Test generation could be improved by utilizing ML in test creation. “We see the use of AI and ML evolving from a tool supplemental approach to actually changing the fundamental mechanism of tool algorithms,” says Dave Kelf, CEO for Breker Verification Systems. “For example, a useful application of ML has been in simulation to achieve improved coverage faster by ranking existing tests. However, AI planning algorithms built into test synthesis take this to a new level, where tests are generated to target potential corner cases more effectively. Going from a task that could be achieved by an engineer with some time to one that goes way beyond human capability is the real potential of this technology.”

Rethinking verification is likely to lead to much greater gains. “Perhaps we’re coming up to a point where we need to think about what happens next,” says Stelios Diamantidis, senior director of artificial intelligence solutions at Synopsys. “Randomization will always give us uniform distribution of ability to discover bugs. But if we were to intelligently bias our coverage-driven optimization process, and the way that we construct stimuli, and the way that we pursue coverage holes, that’s the test that could help us bias systems toward finding more bugs. It essentially becomes a big search problem that could be treated like another game — or for design space optimization systems, for pursuing better PPA.”

That kind of disruption can impact models at all stages of the flow. “You can run thousands of use cases through a model, but that doesn’t really solve your problem because you’re not linking it to your requirements database,” says Mirabilis’ Shankar. “We should be linking up, extracting the data from requirements database, and then when you run these different iterations, starting to look at the quality of results for each run. Is this run a better run than this one? So first you have your AI reference, which is from your requirements database. Then you have intelligence, because you’re now assigning to each the requirements. What is the priority of those requirements?”

Training
All systems rely on adequate training, but this also presents difficulties. “It is very difficult to aggregate knowledge from multiple customers,” says Hardee. “Even after consideration for customers’ secrecy, you have to train on applicable designs and make sure that the designs you’re training the supervised-learning algorithms on are representative of the design that you’re trying to get better results on. If you use non-typical designs in the training, you’ll see either no improvement, or potentially even worse results. You have to be very careful about the exact data being used for training. Results are very dependent on that, even within a customer.”

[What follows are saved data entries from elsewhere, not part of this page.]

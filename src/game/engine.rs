use rand::{rngs::StdRng, Rng};

use super::{
    encoder::{self, State},
    types::{Action, Board, Direction, Position},
};
use crate::{
    config::GameConfig,
    env::{Environment, Outcome},
    error::GameError,
};

/// The game of snake on a pixel play-field divided into square blocks
///
/// The engine owns the authoritative game state. It is only mutated through
/// [`SnakeGame::reset`] and [`SnakeGame::step`].
#[derive(Debug, Clone)]
pub struct SnakeGame {
    config: GameConfig,
    snake: Vec<Position>,
    direction: Direction,
    food: Position,
    score: u32,
    steps_since_food: u32,
    terminal: bool,
    rng: StdRng,
}

impl SnakeGame {
    /// Create a game and reset it to its initial state
    pub fn new(config: GameConfig, rng: StdRng) -> Result<Self, GameError> {
        let mut game = Self {
            config,
            snake: Vec::new(),
            direction: Direction::Right,
            food: Position::new(0, 0),
            score: 0,
            steps_since_food: 0,
            terminal: false,
            rng,
        };
        game.reset()?;
        Ok(game)
    }

    pub fn config(&self) -> &GameConfig {
        &self.config
    }

    pub fn is_terminal(&self) -> bool {
        self.terminal
    }

    pub fn steps_since_food(&self) -> u32 {
        self.steps_since_food
    }

    pub fn len(&self) -> usize {
        self.snake.len()
    }

    /// Reinitialize the snake at the center of the field heading right, with score 0 and fresh food
    pub fn reset(&mut self) -> Result<(), GameError> {
        let block = self.config.block_size;
        let head = Position::new(
            self.config.width / 2 / block * block,
            self.config.height / 2 / block * block,
        );

        self.direction = Direction::Right;
        self.snake = (0..self.config.initial_length as i32)
            .map(|i| head.moved(Direction::Left, i * block))
            .collect();
        self.score = 0;
        self.steps_since_food = 0;
        self.terminal = false;
        self.place_food()
    }

    /// Move the food to a uniformly random free cell
    pub fn place_food(&mut self) -> Result<(), GameError> {
        let block = self.config.block_size;
        let cols = self.config.width / block;
        let rows = self.config.height / block;
        if self.snake.len() >= (cols * rows) as usize {
            return Err(GameError::BoardFull);
        }

        self.food = loop {
            let candidate = Position::new(
                self.rng.gen_range(0..cols) * block,
                self.rng.gen_range(0..rows) * block,
            );
            if !self.snake.contains(&candidate) {
                break candidate;
            }
        };
        Ok(())
    }

    /// Advance the game by one move
    ///
    /// A step on a game that has already ended changes nothing and reports terminal again.
    pub fn step(&mut self, action: Action) -> Result<Outcome, GameError> {
        if self.terminal {
            return Ok(self.outcome(0.0));
        }

        // the stall cap is measured against the length before this move
        let stalled =
            self.steps_since_food > self.config.stall_factor * self.snake.len() as u32;

        self.direction = self.direction.turn(action);
        let head = self.head().moved(self.direction, self.config.block_size);
        self.snake.insert(0, head);

        if self.is_collision(head) || stalled {
            self.terminal = true;
            return Ok(self.outcome(self.config.death_penalty));
        }

        if head == self.food {
            self.score += 1;
            self.steps_since_food = 0;
            self.place_food()?;
            Ok(self.outcome(self.config.food_reward))
        } else {
            self.snake.pop();
            self.steps_since_food += 1;
            // food under the body means the state was corrupted
            if self.body()[1..].contains(&self.food) {
                return Err(GameError::FoodOnSnake(self.food));
            }
            Ok(self.outcome(0.0))
        }
    }

    fn outcome(&self, reward: f32) -> Outcome {
        Outcome {
            reward,
            terminal: self.terminal,
            score: self.score,
        }
    }
}

impl Board for SnakeGame {
    fn head(&self) -> Position {
        self.snake[0]
    }

    fn body(&self) -> &[Position] {
        &self.snake
    }

    fn food(&self) -> Position {
        self.food
    }

    fn direction(&self) -> Direction {
        self.direction
    }

    fn bounds(&self) -> (i32, i32) {
        (self.config.width, self.config.height)
    }

    fn block_size(&self) -> i32 {
        self.config.block_size
    }

    fn score(&self) -> u32 {
        self.score
    }
}

impl Environment for SnakeGame {
    type State = State;
    type Action = Action;

    fn observe(&self) -> Self::State {
        encoder::encode(self)
    }

    fn step(&mut self, action: Self::Action) -> Result<Outcome, GameError> {
        SnakeGame::step(self, action)
    }

    fn reset(&mut self) -> Result<(), GameError> {
        SnakeGame::reset(self)
    }
}

#[cfg(test)]
mod tests {
    use rand::SeedableRng;
    use strum::IntoEnumIterator;

    use super::*;

    const BLOCK: i32 = 20;

    fn game() -> SnakeGame {
        SnakeGame::new(GameConfig::default(), StdRng::seed_from_u64(42)).unwrap()
    }

    /// A game with a hand-placed snake and food
    fn game_with(snake: Vec<Position>, direction: Direction, food: Position) -> SnakeGame {
        let mut game = game();
        game.snake = snake;
        game.direction = direction;
        game.food = food;
        game
    }

    #[test]
    fn reset_initial_state() {
        let mut game = game();
        game.score = 10;
        game.terminal = true;
        game.reset().unwrap();

        assert_eq!(game.score(), 0);
        assert_eq!(game.len(), 3);
        assert_eq!(game.direction(), Direction::Right);
        assert!(!game.is_terminal());
        assert_eq!(
            game.body(),
            [Position::new(320, 240), Position::new(300, 240), Position::new(280, 240)],
            "centered, heading right"
        );
        assert!(!game.is_collision(game.head()), "head is never a collision after reset");
    }

    #[test]
    fn snake_is_grid_aligned() {
        let config = GameConfig {
            width: 200,
            height: 140,
            ..GameConfig::default()
        };
        let game = SnakeGame::new(config, StdRng::seed_from_u64(0)).unwrap();
        for segment in game.body() {
            assert_eq!(segment.x % BLOCK, 0, "x aligned");
            assert_eq!(segment.y % BLOCK, 0, "y aligned");
        }
        assert_eq!(game.head(), Position::new(100, 60));
    }

    #[test]
    fn wall_and_body_collisions() {
        let game = game();
        assert!(game.is_collision(Position::new(-1, 10)), "left wall");
        assert!(game.is_collision(Position::new(640, 10)), "right wall");
        assert!(game.is_collision(Position::new(10, 480)), "bottom wall");
        assert!(game.is_collision(Position::new(10, -20)), "top wall");
        assert!(game.is_collision(Position::new(300, 240)), "body segment");
        assert!(!game.is_collision(game.head()), "head excluded");
        assert!(!game.is_collision(Position::new(0, 0)), "free cell");
    }

    #[test]
    fn food_never_on_snake() {
        let mut game = game();
        for _ in 0..200 {
            game.place_food().unwrap();
            assert!(!game.body().contains(&game.food()), "food off the snake");
            assert!(game.food().x >= 0 && game.food().x < 640);
            assert!(game.food().y >= 0 && game.food().y < 480);
            assert_eq!(game.food().x % BLOCK, 0);
            assert_eq!(game.food().y % BLOCK, 0);
        }
    }

    #[test]
    fn food_placement_on_full_board_fails() {
        let config = GameConfig {
            width: 80,
            height: 20,
            ..GameConfig::default()
        };
        let mut game = SnakeGame::new(config, StdRng::seed_from_u64(0)).unwrap();
        assert_eq!(game.food(), Position::new(60, 0), "only free cell");

        game.snake.insert(0, Position::new(60, 0));
        assert!(matches!(game.place_food(), Err(GameError::BoardFull)));
    }

    #[test]
    fn straight_move_far_from_food() {
        let snake = vec![
            Position::new(100, 100),
            Position::new(80, 100),
            Position::new(60, 100),
        ];
        let mut game = game_with(snake, Direction::Right, Position::new(600, 400));

        let outcome = game.step(Action::Straight).unwrap();
        assert_eq!(outcome.reward, 0.0);
        assert!(!outcome.terminal);
        assert_eq!(outcome.score, 0);
        assert_eq!(game.head(), Position::new(120, 100), "moved one block right");
        assert_eq!(game.len(), 3, "length unchanged");
        assert_eq!(game.steps_since_food(), 1);
        assert!(!game.is_collision(game.head()));
    }

    #[test]
    fn eating_food_grows_snake() {
        let snake = vec![
            Position::new(100, 100),
            Position::new(80, 100),
            Position::new(60, 100),
        ];
        let mut game = game_with(snake, Direction::Right, Position::new(100, 120));
        game.steps_since_food = 17;

        let outcome = game.step(Action::Right).unwrap();
        assert_eq!(outcome.reward, 10.0);
        assert!(!outcome.terminal);
        assert_eq!(outcome.score, 1);
        assert_eq!(game.len(), 4, "grew by one");
        assert_eq!(game.head(), Position::new(100, 120));
        assert_eq!(game.direction(), Direction::Down);
        assert_eq!(game.steps_since_food(), 0, "stall counter reset");
        assert!(!game.body().contains(&game.food()), "new food placed off the snake");
    }

    #[test]
    fn wall_collision_is_terminal() {
        let snake = vec![
            Position::new(620, 100),
            Position::new(600, 100),
            Position::new(580, 100),
        ];
        let mut game = game_with(snake, Direction::Right, Position::new(0, 0));

        let outcome = game.step(Action::Straight).unwrap();
        assert!(outcome.terminal);
        assert_eq!(outcome.reward, -10.0);
        assert_eq!(game.head(), Position::new(640, 100), "frozen with the fatal head");

        let again = game.step(Action::Straight).unwrap();
        assert!(again.terminal, "stays terminal");
        assert_eq!(again.reward, 0.0);
        assert_eq!(game.head(), Position::new(640, 100), "no further mutation");
    }

    #[test]
    fn top_wall_collision_is_terminal() {
        let snake = vec![
            Position::new(100, 0),
            Position::new(80, 0),
            Position::new(60, 0),
        ];
        let mut game = game_with(snake, Direction::Right, Position::new(300, 300));

        let outcome = game.step(Action::Left).unwrap();
        assert!(outcome.terminal, "turned up into y = -20");
        assert_eq!(outcome.reward, -10.0);
    }

    #[test]
    fn self_collision_is_terminal() {
        // heading up with a body segment directly to the right of the head
        let snake = vec![
            Position::new(100, 100),
            Position::new(100, 120),
            Position::new(120, 120),
            Position::new(120, 100),
            Position::new(120, 80),
        ];
        let mut game = game_with(snake, Direction::Up, Position::new(500, 400));

        let outcome = game.step(Action::Right).unwrap();
        assert!(outcome.terminal);
        assert_eq!(outcome.reward, -10.0);
        assert_eq!(outcome.score, 0);
    }

    #[test]
    fn food_under_the_body_is_an_error() {
        let snake = vec![
            Position::new(100, 100),
            Position::new(80, 100),
            Position::new(60, 100),
            Position::new(40, 100),
        ];
        let mut game = game_with(snake, Direction::Right, Position::new(60, 100));

        let result = game.step(Action::Straight);
        assert!(
            matches!(result, Err(GameError::FoodOnSnake(food)) if food == Position::new(60, 100)),
            "got {result:?}"
        );
    }

    #[test]
    fn stalling_ends_the_game() {
        let mut game = game();
        game.food = Position::new(0, 0);
        game.steps_since_food = 100 * game.len() as u32 + 1;

        let outcome = game.step(Action::Straight).unwrap();
        assert!(outcome.terminal, "cap uses the length before the move");
        assert_eq!(outcome.reward, -10.0);
    }

    #[test]
    fn stall_cap_is_inclusive() {
        let mut game = game();
        game.food = Position::new(0, 0);
        game.steps_since_food = 100 * game.len() as u32;

        let outcome = game.step(Action::Straight).unwrap();
        assert!(!outcome.terminal, "only exceeding the cap ends the game");
    }

    #[test]
    fn non_terminal_steps_never_collide() {
        let mut game = game();
        let mut rng = StdRng::seed_from_u64(9);
        let actions = Action::iter().collect::<Vec<_>>();
        for _ in 0..2000 {
            let action = actions[rng.gen_range(0..actions.len())];
            let outcome = game.step(action).unwrap();
            if outcome.terminal {
                game.reset().unwrap();
            } else {
                assert!(!game.is_collision(game.head()));
                assert!(!game.body().contains(&game.food()));
            }
        }
    }
}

Training data also changes over time. “You have to measure their accuracy, versus reality, over time. And then at some point figure out they need to continue learning,” says Geden. “When you do make a change, if the prediction is completely off, the model has to start to learn again, and refresh its knowledge. It definitely would be a process of incremental learning. In most cases when you make a change, we would pick the relevant tests, run those, and then verify that change. But if those tests are not hitting the change, then we need to update the model.”

This requires that each run is related back to its previous runs. “What we’re doing is verifying the new results against what we got with the previous scenario run,” says Shankar. “The test case remains the same, but we are comparing it against the previous results. We are trying to justify that the new value is really an effect of this one change and not an effect of something else, caused by an error somewhere else in the system.”

Even then, the model may have restrictions. “One of the challenges with machine learning is you’ve got to train it,” says Arteris’ Graykowski. “It’s got to learn based on past datasets. You could theoretically build a model that could learn from what you’ve done in the past, but the question is, how do you extrapolate that to the new things that need to be done?”

Conclusion
AI and ML are effectively being used to improve the verification processes, and tool vendors have perhaps only scratched at the surface so far. But how far can the industry advance by basing everything on the process as it exists today? Perhaps it is time for a rethink.